Write each line out a second time, exactly as shown below.

╔══

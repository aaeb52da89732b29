// Conversational flow: the session state machine, corpus context assembly,
// prompt composition, and the turn orchestration tying them to the LLM.

pub mod context;
pub mod handlers;
pub mod prompts;
pub mod session;

use tokio::sync::Mutex;

use crate::chat::context::ContextAssembler;
use crate::chat::prompts::compose_turn_prompt;
use crate::chat::session::ChatSession;
use crate::errors::AppError;
use crate::llm_client::TextGenerator;
use crate::models::chat::Turn;

/// Runs one full chat turn: record the user message, assemble the corpus
/// context, call the model with the service-side history, record the outcome.
///
/// The session lock is held only for state transitions, never across the LLM
/// call; an overlapping submit observes `AwaitingReply` and is rejected.
pub async fn run_turn(
    session: &Mutex<ChatSession>,
    assembler: &dyn ContextAssembler,
    llm: &dyn TextGenerator,
    user_text: &str,
) -> Result<String, AppError> {
    let pending = session.lock().await.begin(user_text)?;

    let outcome = generate_reply(assembler, llm, &pending.history, user_text).await;

    let mut session = session.lock().await;
    match outcome {
        Ok((prompt, reply)) => {
            session.complete(&pending, prompt, reply.clone());
            Ok(reply)
        }
        Err(e) => {
            session.fail(&pending);
            Err(e)
        }
    }
}

async fn generate_reply(
    assembler: &dyn ContextAssembler,
    llm: &dyn TextGenerator,
    history: &[Turn],
    user_text: &str,
) -> Result<(String, String), AppError> {
    let context = assembler.assemble().await?;
    let prompt = compose_turn_prompt(&context, user_text);
    let reply = llm.reply(history, &prompt).await?;
    Ok((prompt, reply))
}

#[cfg(test)]
mod tests {
    use super::*;
    use crate::llm_client::testing::ScriptedGenerator;
    use crate::llm_client::LlmError;
    use crate::models::document::{FileType, NewDocument};
    use crate::store::DocumentStore;
    use async_trait::async_trait;

    struct StaticAssembler(&'static str);

    #[async_trait]
    impl ContextAssembler for StaticAssembler {
        async fn assemble(&self) -> Result<String, AppError> {
            Ok(self.0.to_string())
        }
    }

    struct FailingAssembler;

    #[async_trait]
    impl ContextAssembler for FailingAssembler {
        async fn assemble(&self) -> Result<String, AppError> {
            Err(AppError::Internal(anyhow::anyhow!("store offline")))
        }
    }

    #[tokio::test]
    async fn test_turn_sends_context_enriched_prompt() {
        let session = Mutex::new(ChatSession::new());
        let assembler = StaticAssembler("CORPUS");
        let llm = ScriptedGenerator::new(vec![Ok("the reply".to_string())]);

        let reply = run_turn(&session, &assembler, &llm, "Who fits the role?")
            .await
            .unwrap();
        assert_eq!(reply, "the reply");

        let seen = llm.seen.lock().unwrap();
        let (history, prompt) = &seen[0];
        assert!(history.is_empty());
        assert_eq!(
            prompt,
            "CV Database Context:\nCORPUS\n\nUser Query: Who fits the role?"
        );

        let session = session.into_inner();
        assert_eq!(
            session.turns(),
            &[Turn::user("Who fits the role?"), Turn::assistant("the reply")]
        );
    }

    #[tokio::test]
    async fn test_second_turn_replays_enhanced_history() {
        let session = Mutex::new(ChatSession::new());
        let assembler = StaticAssembler("CORPUS");
        let llm =
            ScriptedGenerator::new(vec![Ok("r1".to_string()), Ok("r2".to_string())]);

        run_turn(&session, &assembler, &llm, "m1").await.unwrap();
        run_turn(&session, &assembler, &llm, "m2").await.unwrap();

        let seen = llm.seen.lock().unwrap();
        let (history, _) = &seen[1];
        assert_eq!(
            history,
            &vec![
                Turn::user("CV Database Context:\nCORPUS\n\nUser Query: m1"),
                Turn::assistant("r1"),
            ]
        );
    }

    #[tokio::test]
    async fn test_failed_call_keeps_session_usable() {
        let session = Mutex::new(ChatSession::new());
        let assembler = StaticAssembler("CORPUS");
        let llm = ScriptedGenerator::new(vec![
            Err(LlmError::EmptyContent),
            Ok("r2".to_string()),
        ]);

        let err = run_turn(&session, &assembler, &llm, "m1").await.unwrap_err();
        assert!(matches!(err, AppError::Llm(_)));

        let reply = run_turn(&session, &assembler, &llm, "m2").await.unwrap();
        assert_eq!(reply, "r2");

        // failed turn: user message kept, no reply, nothing replayed
        let seen = llm.seen.lock().unwrap();
        assert!(seen[1].0.is_empty());
        let session = session.into_inner();
        assert_eq!(
            session.turns(),
            &[Turn::user("m1"), Turn::user("m2"), Turn::assistant("r2")]
        );
    }

    #[tokio::test]
    async fn test_assembler_failure_fails_the_turn() {
        let session = Mutex::new(ChatSession::new());
        let llm = ScriptedGenerator::new(vec![Ok("never sent".to_string())]);

        let err = run_turn(&session, &FailingAssembler, &llm, "m1")
            .await
            .unwrap_err();
        assert!(matches!(err, AppError::Internal(_)));

        // the LLM is never reached, the user turn stays recorded
        assert!(llm.seen.lock().unwrap().is_empty());
        let session = session.into_inner();
        assert_eq!(session.turns(), &[Turn::user("m1")]);
    }

    #[tokio::test]
    async fn test_context_is_read_fresh_every_turn() {
        let dir = tempfile::tempdir().unwrap();
        let store = DocumentStore::open(dir.path().join("cvs.db")).await.unwrap();
        let assembler = context::FullCorpusAssembler::new(store.clone());
        let session = Mutex::new(ChatSession::new());
        let llm =
            ScriptedGenerator::new(vec![Ok("r1".to_string()), Ok("r2".to_string())]);

        run_turn(&session, &assembler, &llm, "m1").await.unwrap();

        store
            .create(NewDocument {
                filename: "jane.txt".to_string(),
                content: "Jane Doe".to_string(),
                file_type: FileType::Txt,
                candidate_name: None,
                summary: None,
            })
            .await
            .unwrap();

        run_turn(&session, &assembler, &llm, "m2").await.unwrap();

        let seen = llm.seen.lock().unwrap();
        assert!(seen[0].1.contains("No CVs are currently uploaded"));
        assert!(seen[1].1.contains("CV ID: 1"));
        assert!(seen[1].1.contains("Filename: jane.txt"));
    }
}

╚══

◆ Response ◆
repository aaeb52da89732b29
// Conversational flow: the session state machine, corpus context assembly,
// prompt composition, and the turn orchestration tying them to the LLM.

pub mod context;
pub mod handlers;
pub mod prompts;
pub mod session;

use tokio::sync::Mutex;

use crate::chat::context::ContextAssembler;
use crate::chat::prompts::compose_turn_prompt;
use crate::chat::session::ChatSession;
use crate::errors::AppError;
use crate::llm_client::TextGenerator;
use crate::models::chat::Turn;

/// Runs one full chat turn: record the user message, assemble the corpus
/// context, call the model with the service-side history, record the outcome.
///
/// The session lock is held only for state transitions, never across the LLM
/// call; an overlapping submit observes `AwaitingReply` and is rejected.
pub async fn run_turn(
    session: &Mutex<ChatSession>,
    assembler: &dyn ContextAssembler,
    llm: &dyn TextGenerator,
    user_text: &str,
) -> Result<String, AppError> {
    let pending = session.lock().await.begin(user_text)?;

    let outcome = generate_reply(assembler, llm, &pending.history, user_text).await;

    let mut session = session.lock().await;
    match outcome {
        Ok((prompt, reply)) => {
            session.complete(&pending, prompt, reply.clone());
            Ok(reply)
        }
        Err(e) => {
            session.fail(&pending);
            Err(e)
        }
    }
}

async fn generate_reply(
    assembler: &dyn ContextAssembler,
    llm: &dyn TextGenerator,
    history: &[Turn],
    user_text: &str,
) -> Result<(String, String), AppError> {
    let context = assembler.assemble().await?;
    let prompt = compose_turn_prompt(&context, user_text);
    let reply = llm.reply(history, &prompt).await?;
    Ok((prompt, reply))
}

#[cfg(test)]
mod tests {
    use super::*;
    use crate::llm_client::testing::ScriptedGenerator;
    use crate::llm_client::LlmError;
    use crate::models::document::{FileType, NewDocument};
    use crate::store::DocumentStore;
    use async_trait::async_trait;

    struct StaticAssembler(&'static str);

    #[async_trait]
    impl ContextAssembler for StaticAssembler {
        async fn assemble(&self) -> Result<String, AppError> {
            Ok(self.0.to_string())
        }
    }

    struct FailingAssembler;

    #[async_trait]
    impl ContextAssembler for FailingAssembler {
        async fn assemble(&self) -> Result<String, AppError> {
            Err(AppError::Internal(anyhow::anyhow!("store offline")))
        }
    }

    #[tokio::test]
    async fn test_turn_sends_context_enriched_prompt() {
        let session = Mutex::new(ChatSession::new());
        let assembler = StaticAssembler("CORPUS");
        let llm = ScriptedGenerator::new(vec![Ok("the reply".to_string())]);

        let reply = run_turn(&session, &assembler, &llm, "Who fits the role?")
            .await
            .unwrap();
        assert_eq!(reply, "the reply");

        let seen = llm.seen.lock().unwrap();
        let (history, prompt) = &seen[0];
        assert!(history.is_empty());
        assert_eq!(
            prompt,
            "CV Database Context:\nCORPUS\n\nUser Query: Who fits the role?"
        );

        let session = session.into_inner();
        assert_eq!(
            session.turns(),
            &[Turn::user("Who fits the role?"), Turn::assistant("the reply")]
        );
    }

    #[tokio::test]
    async fn test_second_turn_replays_enhanced_history() {
        let session = Mutex::new(ChatSession::new());
        let assembler = StaticAssembler("CORPUS");
        let llm =
            ScriptedGenerator::new(vec![Ok("r1".to_string()), Ok("r2".to_string())]);

        run_turn(&session, &assembler, &llm, "m1").await.unwrap();
        run_turn(&session, &assembler, &llm, "m2").await.unwrap();

        let seen = llm.seen.lock().unwrap();
        let (history, _) = &seen[1];
        assert_eq!(
            history,
            &vec![
                Turn::user("CV Database Context:\nCORPUS\n\nUser Query: m1"),
                Turn::assistant("r1"),
            ]
        );
    }

    #[tokio::test]
    async fn test_failed_call_keeps_session_usable() {
        let session = Mutex::new(ChatSession::new());
        let assembler = StaticAssembler("CORPUS");
        let llm = ScriptedGenerator::new(vec![
            Err(LlmError::EmptyContent),
            Ok("r2".to_string()),
        ]);

        let err = run_turn(&session, &assembler, &llm, "m1").await.unwrap_err();
        assert!(matches!(err, AppError::Llm(_)));

        let reply = run_turn(&session, &assembler, &llm, "m2").await.unwrap();
        assert_eq!(reply, "r2");

        // failed turn: user message kept, no reply, nothing replayed
        let seen = llm.seen.lock().unwrap();
        assert!(seen[1].0.is_empty());
        let session = session.into_inner();
        assert_eq!(
            session.turns(),
            &[Turn::user("m1"), Turn::user("m2"), Turn::assistant("r2")]
        );
    }

    #[tokio::test]
    async fn test_assembler_failure_fails_the_turn() {
        let session = Mutex::new(ChatSession::new());
        let llm = ScriptedGenerator::new(vec![Ok("never sent".to_string())]);

        let err = run_turn(&session, &FailingAssembler, &llm, "m1")
            .await
            .unwrap_err();
        assert!(matches!(err, AppError::Internal(_)));

        // the LLM is never reached, the user turn stays recorded
        assert!(llm.seen.lock().unwrap().is_empty());
        let session = session.into_inner();
        assert_eq!(session.turns(), &[Turn::user("m1")]);
    }

    #[tokio::test]
    async fn test_context_is_read_fresh_every_turn() {
        let dir = tempfile::tempdir().unwrap();
        let store = DocumentStore::open(dir.path().join("cvs.db")).await.unwrap();
        let assembler = context::FullCorpusAssembler::new(store.clone());
        let session = Mutex::new(ChatSession::new());
        let llm =
            ScriptedGenerator::new(vec![Ok("r1".to_string()), Ok("r2".to_string())]);

        run_turn(&session, &assembler, &llm, "m1").await.unwrap();

        store
            .create(NewDocument {
                filename: "jane.txt".to_string(),
                content: "Jane Doe".to_string(),
                file_type: FileType::Txt,
                candidate_name: None,
                summary: None,
            })
            .await
            .unwrap();

        run_turn(&session, &assembler, &llm, "m2").await.unwrap();

        let seen = llm.seen.lock().unwrap();
        assert!(seen[0].1.contains("No CVs are currently uploaded"));
        assert!(seen[1].1.contains("CV ID: 1"));
        assert!(seen[1].1.contains("Filename: jane.txt"));
    }
}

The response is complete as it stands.